======== Material to process
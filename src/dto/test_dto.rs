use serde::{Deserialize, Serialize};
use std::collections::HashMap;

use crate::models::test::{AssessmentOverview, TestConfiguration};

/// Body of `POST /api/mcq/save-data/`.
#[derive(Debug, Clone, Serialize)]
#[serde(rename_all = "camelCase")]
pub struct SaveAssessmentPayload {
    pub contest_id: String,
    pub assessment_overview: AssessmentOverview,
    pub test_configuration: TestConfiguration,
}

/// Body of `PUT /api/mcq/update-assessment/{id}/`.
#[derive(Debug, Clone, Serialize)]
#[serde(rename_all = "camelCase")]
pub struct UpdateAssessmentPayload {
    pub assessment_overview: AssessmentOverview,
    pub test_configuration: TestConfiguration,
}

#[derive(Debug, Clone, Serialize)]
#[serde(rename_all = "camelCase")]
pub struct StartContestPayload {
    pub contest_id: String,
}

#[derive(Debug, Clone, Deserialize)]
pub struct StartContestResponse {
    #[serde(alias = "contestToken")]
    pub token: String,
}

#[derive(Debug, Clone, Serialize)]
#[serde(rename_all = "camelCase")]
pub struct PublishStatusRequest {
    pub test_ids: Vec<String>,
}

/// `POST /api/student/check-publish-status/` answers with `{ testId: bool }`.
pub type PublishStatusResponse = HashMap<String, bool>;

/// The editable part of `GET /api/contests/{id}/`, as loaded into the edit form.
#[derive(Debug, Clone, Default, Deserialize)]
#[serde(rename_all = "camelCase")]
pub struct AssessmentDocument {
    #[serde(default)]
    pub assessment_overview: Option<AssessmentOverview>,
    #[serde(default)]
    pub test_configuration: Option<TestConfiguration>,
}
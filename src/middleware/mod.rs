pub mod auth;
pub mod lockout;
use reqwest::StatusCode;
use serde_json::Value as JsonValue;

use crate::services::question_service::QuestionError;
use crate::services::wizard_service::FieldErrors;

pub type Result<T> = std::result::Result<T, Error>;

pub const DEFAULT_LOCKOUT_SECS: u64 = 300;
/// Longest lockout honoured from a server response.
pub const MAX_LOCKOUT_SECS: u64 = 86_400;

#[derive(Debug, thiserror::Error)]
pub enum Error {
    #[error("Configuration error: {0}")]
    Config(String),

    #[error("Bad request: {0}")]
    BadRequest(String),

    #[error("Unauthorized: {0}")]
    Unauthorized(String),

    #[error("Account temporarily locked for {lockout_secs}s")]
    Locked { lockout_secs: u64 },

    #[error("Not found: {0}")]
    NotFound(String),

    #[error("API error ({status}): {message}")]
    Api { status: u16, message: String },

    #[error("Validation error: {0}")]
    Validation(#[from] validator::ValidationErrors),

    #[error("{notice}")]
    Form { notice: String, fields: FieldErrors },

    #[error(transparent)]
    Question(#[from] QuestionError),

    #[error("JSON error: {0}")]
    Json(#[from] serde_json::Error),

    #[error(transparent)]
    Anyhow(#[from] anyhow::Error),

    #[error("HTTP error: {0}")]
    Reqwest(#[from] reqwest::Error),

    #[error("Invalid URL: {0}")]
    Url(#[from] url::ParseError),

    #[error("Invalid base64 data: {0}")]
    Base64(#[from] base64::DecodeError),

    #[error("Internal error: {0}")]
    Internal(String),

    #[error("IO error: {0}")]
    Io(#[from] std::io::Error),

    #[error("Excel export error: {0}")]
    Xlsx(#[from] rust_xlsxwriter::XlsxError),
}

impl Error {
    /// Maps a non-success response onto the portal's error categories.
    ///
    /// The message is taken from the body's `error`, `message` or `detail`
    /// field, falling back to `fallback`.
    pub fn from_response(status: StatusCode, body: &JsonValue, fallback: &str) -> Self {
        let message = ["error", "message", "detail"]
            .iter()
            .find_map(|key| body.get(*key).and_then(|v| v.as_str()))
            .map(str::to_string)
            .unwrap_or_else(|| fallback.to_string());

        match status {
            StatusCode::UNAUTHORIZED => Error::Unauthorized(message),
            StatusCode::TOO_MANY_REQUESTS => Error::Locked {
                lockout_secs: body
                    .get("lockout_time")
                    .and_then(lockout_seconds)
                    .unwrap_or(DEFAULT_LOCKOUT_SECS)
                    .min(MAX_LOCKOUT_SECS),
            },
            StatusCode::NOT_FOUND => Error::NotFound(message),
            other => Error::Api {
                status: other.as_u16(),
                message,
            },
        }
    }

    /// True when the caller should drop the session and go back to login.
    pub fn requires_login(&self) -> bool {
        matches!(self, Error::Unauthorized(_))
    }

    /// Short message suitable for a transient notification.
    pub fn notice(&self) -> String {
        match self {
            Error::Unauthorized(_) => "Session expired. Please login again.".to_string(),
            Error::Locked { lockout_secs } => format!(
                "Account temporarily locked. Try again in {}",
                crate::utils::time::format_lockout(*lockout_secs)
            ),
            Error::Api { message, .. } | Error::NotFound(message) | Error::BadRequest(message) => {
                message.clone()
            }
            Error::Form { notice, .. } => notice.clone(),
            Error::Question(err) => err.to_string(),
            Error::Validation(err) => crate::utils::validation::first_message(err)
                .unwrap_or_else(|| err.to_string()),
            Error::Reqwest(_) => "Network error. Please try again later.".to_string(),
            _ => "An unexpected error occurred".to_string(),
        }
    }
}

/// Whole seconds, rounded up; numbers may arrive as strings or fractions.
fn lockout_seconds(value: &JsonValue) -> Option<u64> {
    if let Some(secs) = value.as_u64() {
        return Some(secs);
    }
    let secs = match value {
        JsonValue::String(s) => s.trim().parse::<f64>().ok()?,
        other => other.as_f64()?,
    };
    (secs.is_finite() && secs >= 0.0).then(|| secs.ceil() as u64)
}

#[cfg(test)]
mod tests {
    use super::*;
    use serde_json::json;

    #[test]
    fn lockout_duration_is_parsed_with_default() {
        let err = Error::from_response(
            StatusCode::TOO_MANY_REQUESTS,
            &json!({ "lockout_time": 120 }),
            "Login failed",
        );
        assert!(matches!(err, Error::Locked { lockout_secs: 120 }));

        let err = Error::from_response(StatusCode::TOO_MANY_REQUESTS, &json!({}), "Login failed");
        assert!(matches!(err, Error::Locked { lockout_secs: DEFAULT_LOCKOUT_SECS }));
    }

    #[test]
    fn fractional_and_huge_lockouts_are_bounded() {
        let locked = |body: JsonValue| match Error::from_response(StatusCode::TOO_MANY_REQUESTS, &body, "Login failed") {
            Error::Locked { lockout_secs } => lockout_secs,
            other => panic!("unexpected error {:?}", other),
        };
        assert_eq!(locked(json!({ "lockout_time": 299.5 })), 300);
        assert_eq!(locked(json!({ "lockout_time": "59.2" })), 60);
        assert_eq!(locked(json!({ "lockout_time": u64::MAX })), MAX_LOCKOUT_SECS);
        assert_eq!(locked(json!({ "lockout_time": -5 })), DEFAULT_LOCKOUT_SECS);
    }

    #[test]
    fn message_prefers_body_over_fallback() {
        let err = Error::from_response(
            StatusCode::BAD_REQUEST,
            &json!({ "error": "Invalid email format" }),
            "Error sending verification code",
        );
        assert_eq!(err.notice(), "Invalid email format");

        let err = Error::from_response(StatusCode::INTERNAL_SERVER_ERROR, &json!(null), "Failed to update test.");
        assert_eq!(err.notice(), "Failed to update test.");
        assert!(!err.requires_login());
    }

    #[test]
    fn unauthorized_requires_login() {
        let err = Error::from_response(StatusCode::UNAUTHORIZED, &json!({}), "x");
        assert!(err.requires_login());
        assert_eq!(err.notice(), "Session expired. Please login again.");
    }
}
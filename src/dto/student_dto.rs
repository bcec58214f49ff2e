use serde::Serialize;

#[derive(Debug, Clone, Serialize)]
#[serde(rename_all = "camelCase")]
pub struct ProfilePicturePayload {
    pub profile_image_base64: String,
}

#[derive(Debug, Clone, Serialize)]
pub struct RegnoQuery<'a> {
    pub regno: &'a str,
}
================
Search the listing above for the string "other". Copy every line that contains it.

#### Expected output
            other => Error::Api {
                status: other.as_u16(),
        other => other.as_f64()?,
            other => panic!("unexpected error {:?}", other),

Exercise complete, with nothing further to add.